_What this task involves_: Restating the records exactly is the whole task.

_Data shown_:
####
#[cfg(test)]
mod tests {
    use super::*;
    use crate::core::models::{
        AggregateResponse, FlightStatus, OwnerId, ReservationKind, Trip, WatchedEntity,
    };
    use async_trait::async_trait;
    use chrono::Duration as ChronoDuration;
    use std::sync::atomic::{AtomicUsize, Ordering};

    struct ScriptedAggregator {
        calls: AtomicUsize,
        delay: Duration,
        fail: bool,
        status: FlightStatus,
    }

    impl ScriptedAggregator {
        fn new(status: FlightStatus) -> Self {
            Self {
                calls: AtomicUsize::new(0),
                delay: Duration::ZERO,
                fail: false,
                status,
            }
        }

        fn slow(delay: Duration) -> Self {
            Self {
                delay,
                ..Self::new(FlightStatus::Scheduled)
            }
        }

        fn failing() -> Self {
            Self {
                fail: true,
                ..Self::new(FlightStatus::Scheduled)
            }
        }

        fn calls(&self) -> usize {
            self.calls.load(Ordering::SeqCst)
        }
    }

    #[async_trait]
    impl StatusAggregator for ScriptedAggregator {
        async fn aggregate_status(
            &self,
            _owner: &OwnerId,
            scope: AggregateScope,
        ) -> Result<AggregateResponse, FreshnessError> {
            self.calls.fetch_add(1, Ordering::SeqCst);
            if !self.delay.is_zero() {
                tokio::time::sleep(self.delay).await;
            }
            if self.fail {
                return Err(FreshnessError::TransientUpstream("503".to_string()));
            }
            let AggregateScope::Trip(_) = scope else {
                return Ok(AggregateResponse::default());
            };
            let mut per_entity = HashMap::new();
            per_entity.insert(
                EntityId::from("res-1"),
                FreshnessRecord {
                    status: self.status,
                    departure_gate: Some("B7".to_string()),
                    departure_terminal: None,
                    arrival_gate: None,
                    arrival_terminal: None,
                    checked_at: Utc::now(),
                    source: "scripted".to_string(),
                },
            );
            Ok(AggregateResponse {
                per_entity,
                has_more: false,
            })
        }
    }

    async fn store_with_flight(hours_out: i64) -> TripStore {
        let store = TripStore::new();
        store
            .upsert_trip(Trip {
                id: TripId::from("trip-1"),
                owner: OwnerId::from("alice"),
                name: "Tokyo".to_string(),
            })
            .await;
        store
            .upsert_entity(WatchedEntity {
                id: EntityId::from("res-1"),
                trip_id: TripId::from("trip-1"),
                kind: ReservationKind::Flight,
                scheduled_start: Utc::now() + ChronoDuration::hours(hours_out),
                scheduled_end: None,
                details: serde_json::Map::new(),
            })
            .await;
        store
    }

    #[tokio::test(start_paused = true)]
    async fn test_concurrent_refresh_now_coalesces() {
        let store = store_with_flight(1).await;
        let aggregator = Arc::new(ScriptedAggregator::slow(Duration::from_secs(3)));
        let scheduler = PollScheduler::new(store, aggregator.clone());

        let trip = TripId::from("trip-1");
        let a = {
            let scheduler = scheduler.clone();
            let trip = trip.clone();
            tokio::spawn(async move { scheduler.refresh_now(&trip).await })
        };
        let b = {
            let scheduler = scheduler.clone();
            let trip = trip.clone();
            tokio::spawn(async move { scheduler.refresh_now(&trip).await })
        };

        let (a, b) = tokio::join!(a, b);
        assert!(a.unwrap().is_ok());
        assert!(b.unwrap().is_ok());
        assert_eq!(aggregator.calls(), 1);
    }

    #[tokio::test(start_paused = true)]
    async fn test_concurrent_refresh_failure_reaches_both_callers() {
        let store = store_with_flight(1).await;
        let aggregator = Arc::new(ScriptedAggregator {
            delay: Duration::from_secs(3),
            ..ScriptedAggregator::failing()
        });
        let scheduler = PollScheduler::new(store, aggregator.clone());

        let trip = TripId::from("trip-1");
        let a = {
            let scheduler = scheduler.clone();
            let trip = trip.clone();
            tokio::spawn(async move { scheduler.refresh_now(&trip).await })
        };
        let b = {
            let scheduler = scheduler.clone();
            let trip = trip.clone();
            tokio::spawn(async move { scheduler.refresh_now(&trip).await })
        };

        let (a, b) = tokio::join!(a, b);
        assert!(matches!(
            a.unwrap(),
            Err(FreshnessError::TransientUpstream(_))
        ));
        assert!(matches!(
            b.unwrap(),
            Err(FreshnessError::TransientUpstream(_))
        ));
        assert_eq!(aggregator.calls(), 1);
    }

    #[tokio::test(start_paused = true)]
    async fn test_refresh_now_runs_outside_polling_window() {
        // 100h out: cadence says no polling, explicit refresh still goes.
        let store = store_with_flight(100).await;
        let aggregator = Arc::new(ScriptedAggregator::new(FlightStatus::Scheduled));
        let scheduler = PollScheduler::new(store, aggregator.clone());

        scheduler.refresh_now(&TripId::from("trip-1")).await.unwrap();
        assert_eq!(aggregator.calls(), 1);
    }

    #[tokio::test(start_paused = true)]
    async fn test_refresh_now_unknown_trip() {
        let store = TripStore::new();
        let aggregator = Arc::new(ScriptedAggregator::new(FlightStatus::Scheduled));
        let scheduler = PollScheduler::new(store, aggregator.clone());

        let result = scheduler.refresh_now(&TripId::from("ghost")).await;
        assert!(matches!(result, Err(FreshnessError::Malformed(_))));
        assert_eq!(aggregator.calls(), 0);
    }

    #[tokio::test(start_paused = true)]
    async fn test_watch_ticks_on_imminent_cadence() {
        // 1h out: 5-minute tier.
        let store = store_with_flight(1).await;
        let aggregator = Arc::new(ScriptedAggregator::new(FlightStatus::Active));
        let scheduler = PollScheduler::new(store, aggregator.clone());

        let mut rx = scheduler.watch(&TripId::from("trip-1")).await;
        assert!(rx.borrow().is_empty());

        // First schedulable pass fires immediately.
        tokio::time::sleep(Duration::from_secs(3)).await;
        assert_eq!(aggregator.calls(), 1);

        rx.changed().await.unwrap();
        let statuses = rx.borrow_and_update().clone();
        assert_eq!(
            statuses.get(&EntityId::from("res-1")).unwrap().status,
            FlightStatus::Active
        );

        // One more tick lands after the 5-minute cadence elapses.
        tokio::time::sleep(Duration::from_secs(5 * 60 + 5)).await;
        assert_eq!(aggregator.calls(), 2);
    }

    #[tokio::test(start_paused = true)]
    async fn test_failed_tick_does_not_tighten_cadence() {
        let store = store_with_flight(1).await;
        let aggregator = Arc::new(ScriptedAggregator::failing());
        let scheduler = PollScheduler::new(store, aggregator.clone());

        let _rx = scheduler.watch(&TripId::from("trip-1")).await;

        // Two cadence periods: the immediate tick plus two scheduled ones,
        // and nothing in between despite every call failing.
        tokio::time::sleep(Duration::from_secs(10 * 60 + 10)).await;
        assert_eq!(aggregator.calls(), 3);
    }

    #[tokio::test(start_paused = true)]
    async fn test_watch_stops_when_cadence_is_none() {
        // 100h out: no polling at all.
        let store = store_with_flight(100).await;
        let aggregator = Arc::new(ScriptedAggregator::new(FlightStatus::Scheduled));
        let scheduler = PollScheduler::new(store, aggregator.clone());

        let _rx = scheduler.watch(&TripId::from("trip-1")).await;
        tokio::time::sleep(Duration::from_secs(60 * 60)).await;
        assert_eq!(aggregator.calls(), 0);
    }

    #[tokio::test(start_paused = true)]
    async fn test_watch_task_exits_when_receiver_dropped() {
        let store = store_with_flight(1).await;
        let aggregator = Arc::new(ScriptedAggregator::new(FlightStatus::Scheduled));
        let scheduler = PollScheduler::new(store, aggregator.clone());

        let rx = scheduler.watch(&TripId::from("trip-1")).await;
        tokio::time::sleep(Duration::from_secs(3)).await;
        let calls_at_drop = aggregator.calls();

        drop(rx);
        tokio::time::sleep(Duration::from_secs(30 * 60)).await;
        assert_eq!(aggregator.calls(), calls_at_drop);
    }
}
####
_Answer for this exercise_:
#[cfg(test)]
mod tests {
    use super::*;
    use crate::core::models::{
        AggregateResponse, FlightStatus, OwnerId, ReservationKind, Trip, WatchedEntity,
    };
    use async_trait::async_trait;
    use chrono::Duration as ChronoDuration;
    use std::sync::atomic::{AtomicUsize, Ordering};

    struct ScriptedAggregator {
        calls: AtomicUsize,
        delay: Duration,
        fail: bool,
        status: FlightStatus,
    }

    impl ScriptedAggregator {
        fn new(status: FlightStatus) -> Self {
            Self {
                calls: AtomicUsize::new(0),
                delay: Duration::ZERO,
                fail: false,
                status,
            }
        }

        fn slow(delay: Duration) -> Self {
            Self {
                delay,
                ..Self::new(FlightStatus::Scheduled)
            }
        }

        fn failing() -> Self {
            Self {
                fail: true,
                ..Self::new(FlightStatus::Scheduled)
            }
        }

        fn calls(&self) -> usize {
            self.calls.load(Ordering::SeqCst)
        }
    }

    #[async_trait]
    impl StatusAggregator for ScriptedAggregator {
        async fn aggregate_status(
            &self,
            _owner: &OwnerId,
            scope: AggregateScope,
        ) -> Result<AggregateResponse, FreshnessError> {
            self.calls.fetch_add(1, Ordering::SeqCst);
            if !self.delay.is_zero() {
                tokio::time::sleep(self.delay).await;
            }
            if self.fail {
                return Err(FreshnessError::TransientUpstream("503".to_string()));
            }
            let AggregateScope::Trip(_) = scope else {
                return Ok(AggregateResponse::default());
            };
            let mut per_entity = HashMap::new();
            per_entity.insert(
                EntityId::from("res-1"),
                FreshnessRecord {
                    status: self.status,
                    departure_gate: Some("B7".to_string()),
                    departure_terminal: None,
                    arrival_gate: None,
                    arrival_terminal: None,
                    checked_at: Utc::now(),
                    source: "scripted".to_string(),
                },
            );
            Ok(AggregateResponse {
                per_entity,
                has_more: false,
            })
        }
    }

    async fn store_with_flight(hours_out: i64) -> TripStore {
        let store = TripStore::new();
        store
            .upsert_trip(Trip {
                id: TripId::from("trip-1"),
                owner: OwnerId::from("alice"),
                name: "Tokyo".to_string(),
            })
            .await;
        store
            .upsert_entity(WatchedEntity {
                id: EntityId::from("res-1"),
                trip_id: TripId::from("trip-1"),
                kind: ReservationKind::Flight,
                scheduled_start: Utc::now() + ChronoDuration::hours(hours_out),
                scheduled_end: None,
                details: serde_json::Map::new(),
            })
            .await;
        store
    }

    #[tokio::test(start_paused = true)]
    async fn test_concurrent_refresh_now_coalesces() {
        let store = store_with_flight(1).await;
        let aggregator = Arc::new(ScriptedAggregator::slow(Duration::from_secs(3)));
        let scheduler = PollScheduler::new(store, aggregator.clone());

        let trip = TripId::from("trip-1");
        let a = {
            let scheduler = scheduler.clone();
            let trip = trip.clone();
            tokio::spawn(async move { scheduler.refresh_now(&trip).await })
        };
        let b = {
            let scheduler = scheduler.clone();
            let trip = trip.clone();
            tokio::spawn(async move { scheduler.refresh_now(&trip).await })
        };

        let (a, b) = tokio::join!(a, b);
        assert!(a.unwrap().is_ok());
        assert!(b.unwrap().is_ok());
        assert_eq!(aggregator.calls(), 1);
    }

    #[tokio::test(start_paused = true)]
    async fn test_concurrent_refresh_failure_reaches_both_callers() {
        let store = store_with_flight(1).await;
        let aggregator = Arc::new(ScriptedAggregator {
            delay: Duration::from_secs(3),
            ..ScriptedAggregator::failing()
        });
        let scheduler = PollScheduler::new(store, aggregator.clone());

        let trip = TripId::from("trip-1");
        let a = {
            let scheduler = scheduler.clone();
            let trip = trip.clone();
            tokio::spawn(async move { scheduler.refresh_now(&trip).await })
        };
        let b = {
            let scheduler = scheduler.clone();
            let trip = trip.clone();
            tokio::spawn(async move { scheduler.refresh_now(&trip).await })
        };

        let (a, b) = tokio::join!(a, b);
        assert!(matches!(
            a.unwrap(),
            Err(FreshnessError::TransientUpstream(_))
        ));
        assert!(matches!(
            b.unwrap(),
            Err(FreshnessError::TransientUpstream(_))
        ));
        assert_eq!(aggregator.calls(), 1);
    }

    #[tokio::test(start_paused = true)]
    async fn test_refresh_now_runs_outside_polling_window() {
        // 100h out: cadence says no polling, explicit refresh still goes.
        let store = store_with_flight(100).await;
        let aggregator = Arc::new(ScriptedAggregator::new(FlightStatus::Scheduled));
        let scheduler = PollScheduler::new(store, aggregator.clone());

        scheduler.refresh_now(&TripId::from("trip-1")).await.unwrap();
        assert_eq!(aggregator.calls(), 1);
    }

    #[tokio::test(start_paused = true)]
    async fn test_refresh_now_unknown_trip() {
        let store = TripStore::new();
        let aggregator = Arc::new(ScriptedAggregator::new(FlightStatus::Scheduled));
        let scheduler = PollScheduler::new(store, aggregator.clone());

        let result = scheduler.refresh_now(&TripId::from("ghost")).await;
        assert!(matches!(result, Err(FreshnessError::Malformed(_))));
        assert_eq!(aggregator.calls(), 0);
    }

    #[tokio::test(start_paused = true)]
    async fn test_watch_ticks_on_imminent_cadence() {
        // 1h out: 5-minute tier.
        let store = store_with_flight(1).await;
        let aggregator = Arc::new(ScriptedAggregator::new(FlightStatus::Active));
        let scheduler = PollScheduler::new(store, aggregator.clone());

        let mut rx = scheduler.watch(&TripId::from("trip-1")).await;
        assert!(rx.borrow().is_empty());

        // First schedulable pass fires immediately.
        tokio::time::sleep(Duration::from_secs(3)).await;
        assert_eq!(aggregator.calls(), 1);

        rx.changed().await.unwrap();
        let statuses = rx.borrow_and_update().clone();
        assert_eq!(
            statuses.get(&EntityId::from("res-1")).unwrap().status,
            FlightStatus::Active
        );

        // One more tick lands after the 5-minute cadence elapses.
        tokio::time::sleep(Duration::from_secs(5 * 60 + 5)).await;
        assert_eq!(aggregator.calls(), 2);
    }

    #[tokio::test(start_paused = true)]
    async fn test_failed_tick_does_not_tighten_cadence() {
        let store = store_with_flight(1).await;
        let aggregator = Arc::new(ScriptedAggregator::failing());
        let scheduler = PollScheduler::new(store, aggregator.clone());

        let _rx = scheduler.watch(&TripId::from("trip-1")).await;

        // Two cadence periods: the immediate tick plus two scheduled ones,
        // and nothing in between despite every call failing.
        tokio::time::sleep(Duration::from_secs(10 * 60 + 10)).await;
        assert_eq!(aggregator.calls(), 3);
    }

    #[tokio::test(start_paused = true)]
    async fn test_watch_stops_when_cadence_is_none() {
        // 100h out: no polling at all.
        let store = store_with_flight(100).await;
        let aggregator = Arc::new(ScriptedAggregator::new(FlightStatus::Scheduled));
        let scheduler = PollScheduler::new(store, aggregator.clone());

        let _rx = scheduler.watch(&TripId::from("trip-1")).await;
        tokio::time::sleep(Duration::from_secs(60 * 60)).await;
        assert_eq!(aggregator.calls(), 0);
    }

    #[tokio::test(start_paused = true)]
    async fn test_watch_task_exits_when_receiver_dropped() {
        let store = store_with_flight(1).await;
        let aggregator = Arc::new(ScriptedAggregator::new(FlightStatus::Scheduled));
        let scheduler = PollScheduler::new(store, aggregator.clone());

        let rx = scheduler.watch(&TripId::from("trip-1")).await;
        tokio::time::sleep(Duration::from_secs(3)).await;
        let calls_at_drop = aggregator.calls();

        drop(rx);
        tokio::time::sleep(Duration::from_secs(30 * 60)).await;
        assert_eq!(aggregator.calls(), calls_at_drop);
    }
}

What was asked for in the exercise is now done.